Consulting petroleum geologist Colin Stabler spoke to a full house at the Houston Geological Society's General Dinner on 15 September 2014, presenting "Mexico's Challenge to Explorationists."
Stabler has worked Mexican subsurface geology since 1966, first as part of a British consulting group and more recently, for Shell in Mexico City. He notes that 112 years after the first discovery, Mexico is now a mature country for conventional hydrocarbons. Increased exploration drilling has only managed to stabilize the 30-year decline in reserves. Increased investment in the fields has only managed to flatten the 10-year decline in production.

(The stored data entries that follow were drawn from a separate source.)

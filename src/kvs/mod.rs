//! Key-value store abstraction: typed operations over a remote key-value server
//! providing string GET/SET with TTL, sets, sorted sets (score = due time), counters,
//! and existence checks.
//!
//! Modeled as an explicit trait rather than a process-wide singleton so that
//! background tasks and handlers take it by reference, and tests substitute an
//! in-memory implementation.

pub mod memory;
pub mod redis_kvs;

use std::time::Duration;

use async_trait::async_trait;
use thiserror::Error;

pub use memory::InMemoryKvs;
pub use redis_kvs::RedisKvs;

#[derive(Debug, Error)]
pub enum KvsError {
    #[error("kvs connection error: {0}")]
    Connection(String),
    #[error("kvs operation error: {0}")]
    Operation(String),
}

/// A single sorted-set member with its score, ordered ascending by score.
#[derive(Debug, Clone, PartialEq)]
pub struct ScoredMember {
    pub member: String,
    pub score: f64,
}

/// Typed operations over a remote key-value server.
#[async_trait]
pub trait Kvs: Send + Sync {
    async fn get(&self, key: &str) -> Result<Option<String>, KvsError>;
    async fn set(&self, key: &str, value: &str, ttl: Option<Duration>) -> Result<(), KvsError>;
    async fn delete(&self, key: &str) -> Result<(), KvsError>;
    async fn exists(&self, key: &str) -> Result<bool, KvsError>;
    async fn ttl(&self, key: &str) -> Result<Option<Duration>, KvsError>;
    async fn expire(&self, key: &str, ttl: Duration) -> Result<(), KvsError>;

    async fn incr(&self, key: &str) -> Result<i64, KvsError>;

    async fn set_add(&self, key: &str, member: &str) -> Result<(), KvsError>;
    async fn set_remove(&self, key: &str, member: &str) -> Result<(), KvsError>;
    async fn set_members(&self, key: &str) -> Result<Vec<String>, KvsError>;

    async fn sorted_set_add(&self, key: &str, member: &str, score: f64) -> Result<(), KvsError>;
    async fn sorted_set_remove(&self, key: &str, member: &str) -> Result<(), KvsError>;
    /// Returns the member with the smallest score, or `None` if the set is empty.
    async fn sorted_set_min(&self, key: &str) -> Result<Option<ScoredMember>, KvsError>;
    async fn sorted_set_card(&self, key: &str) -> Result<u64, KvsError>;
    /// Returns all members in ascending score order.
    async fn sorted_set_range_all(&self, key: &str) -> Result<Vec<ScoredMember>, KvsError>;
}
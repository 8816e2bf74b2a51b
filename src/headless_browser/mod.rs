//! Headless-browser collaborator client.
//!
//! Out of scope per the system's boundaries: we specify what the collaborator must
//! return, not how it drives the browser. Both consumers ([`PageFetcher`] for the
//! Booking-Window Resolver and [`CookieFetcher`] for the Cookie Refresher) talk to it
//! over HTTP as an external service, the same shape the teacher uses for its own
//! upstream collaborators.

use std::time::Duration;

use async_trait::async_trait;
use serde::Deserialize;

use crate::booking_window::{BookingWindowError, PageFetcher};
use crate::vault::WafCookie;

const REQUEST_TIMEOUT: Duration = Duration::from_secs(20);

/// HTTP client for the headless-browser cookie-harvest service.
#[derive(Clone)]
pub struct HeadlessBrowserClient {
    http: reqwest::Client,
    base_url: String,
}

impl HeadlessBrowserClient {
    pub fn new(base_url: String) -> Self {
        Self {
            http: reqwest::Client::new(),
            base_url,
        }
    }
}

#[async_trait]
impl PageFetcher for HeadlessBrowserClient {
    /// Fetches the raw HTML of a venue's booking page via the collaborator's
    /// `/render` endpoint.
    async fn fetch_booking_page(&self, venue_id: i64) -> Result<String, BookingWindowError> {
        let response = self
            .http
            .get(format!("{}/render", self.base_url))
            .query(&[("venue_id", venue_id.to_string())])
            .timeout(REQUEST_TIMEOUT)
            .send()
            .await
            .map_err(|e| BookingWindowError::Scrape(e.to_string()))?;

        if !response.status().is_success() {
            return Err(BookingWindowError::Scrape(format!(
                "headless browser returned {}",
                response.status()
            )));
        }

        response
            .text()
            .await
            .map_err(|e| BookingWindowError::Scrape(e.to_string()))
    }
}

#[derive(Debug, thiserror::Error)]
pub enum CookieFetchError {
    #[error("headless browser request failed: {0}")]
    Request(String),
}

#[derive(Deserialize)]
struct HarvestResponse {
    cookies: Vec<HarvestCookie>,
    user_agent: String,
}

#[derive(Deserialize)]
struct HarvestCookie {
    name: String,
    value: String,
    #[serde(default)]
    domain: String,
    #[serde(default = "default_path")]
    path: String,
    #[serde(default)]
    secure: bool,
    #[serde(default)]
    http_only: bool,
    #[serde(default)]
    expires: Option<i64>,
}

fn default_path() -> String {
    "/".to_string()
}

/// The headless-browser collaborator as consumed by the Cookie Refresher: fetches a
/// fresh set of WAF cookies plus the user agent they were captured with.
#[async_trait]
pub trait CookieFetcher: Send + Sync {
    async fn harvest_cookies(&self, venue_id: i64) -> Result<(Vec<WafCookie>, String), CookieFetchError>;
}

#[async_trait]
impl CookieFetcher for HeadlessBrowserClient {
    async fn harvest_cookies(&self, venue_id: i64) -> Result<(Vec<WafCookie>, String), CookieFetchError> {
        let response = self
            .http
            .post(format!("{}/harvest", self.base_url))
            .query(&[("venue_id", venue_id.to_string())])
            .timeout(REQUEST_TIMEOUT)
            .send()
            .await
            .map_err(|e| CookieFetchError::Request(e.to_string()))?;

        if !response.status().is_success() {
            return Err(CookieFetchError::Request(format!(
                "headless browser returned {}",
                response.status()
            )));
        }

        let body: HarvestResponse = response
            .json()
            .await
            .map_err(|e| CookieFetchError::Request(e.to_string()))?;

        let cookies = body
            .cookies
            .into_iter()
            .filter(|c| crate::vault::is_waf_cookie_name(&c.name))
            .map(|c| WafCookie {
                name: c.name,
                value: c.value,
                domain: c.domain,
                path: c.path,
                secure: c.secure,
                http_only: c.http_only,
                expires: c.expires,
            })
            .collect();

        Ok((cookies, body.user_agent))
    }
}
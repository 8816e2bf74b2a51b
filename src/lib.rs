//! resnipe: a reservation-sniping service for a WAF-protected restaurant booking
//! platform. This crate is organized as a library plus a thin `main.rs` binary so
//! that integration tests (`tests/`) can exercise the Upstream Protocol Client,
//! Reservation Queue, Credential Vault, and Booking-Window Resolver directly.

pub mod accounting;
pub mod app;
pub mod app_state;
pub mod booking_window;
pub mod cli;
pub mod config;
pub mod cookie_refresher;
pub mod error;
pub mod formatter;
pub mod headless_browser;
pub mod kvs;
pub mod logging;
pub mod logs;
pub mod queue;
pub mod scheduler;
pub mod services;
pub mod signals;
pub mod status;
pub mod upstream;
pub mod utils;
pub mod vault;
pub mod web;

So now that Mexico is opening up to foreign oil companies, he challenged geologists and geophysicists to make a significant contribution to your companies' evaluation of the remaining conventional potential.
Stabler said you cannot expect to follow the US trends far across the Mexican border. Only the Perdido, Eagle Ford, and Rio Grande Embayment plays extend into Mexico, and then only for about a hundred kilometers south. For one thing, the Paleozoic basins are non-productive. For another, a vast area onshore and offshore into deep water is devoid of salt in Mexico, with all the ramifications that implies. Finally, he says the Tertiary clastic reservoirs are of significantly poorer quality than in the US Gulf of Mexico.
On the other hand, Stabler says Mexico has plays that do not work in the US Gulf Coast. The very prolific thrust-faulted, thick Mesozoic carbonates that have been intensely fractured have few, if any, analogs elsewhere in the world. Other plays, such as pre-salt, sub-thrust, and Lower Jurassic have been discovered but have not yet turned out to be very prolific or economic.
Why these differences and changes, he asked? As you might expect, the root cause is plate tectonics. Stabler outlined the Jurassic to Cenozoic plate tectonic history of Mexico to explain the different petroleum systems and prepare the audience for the challenge of exploring for new targets.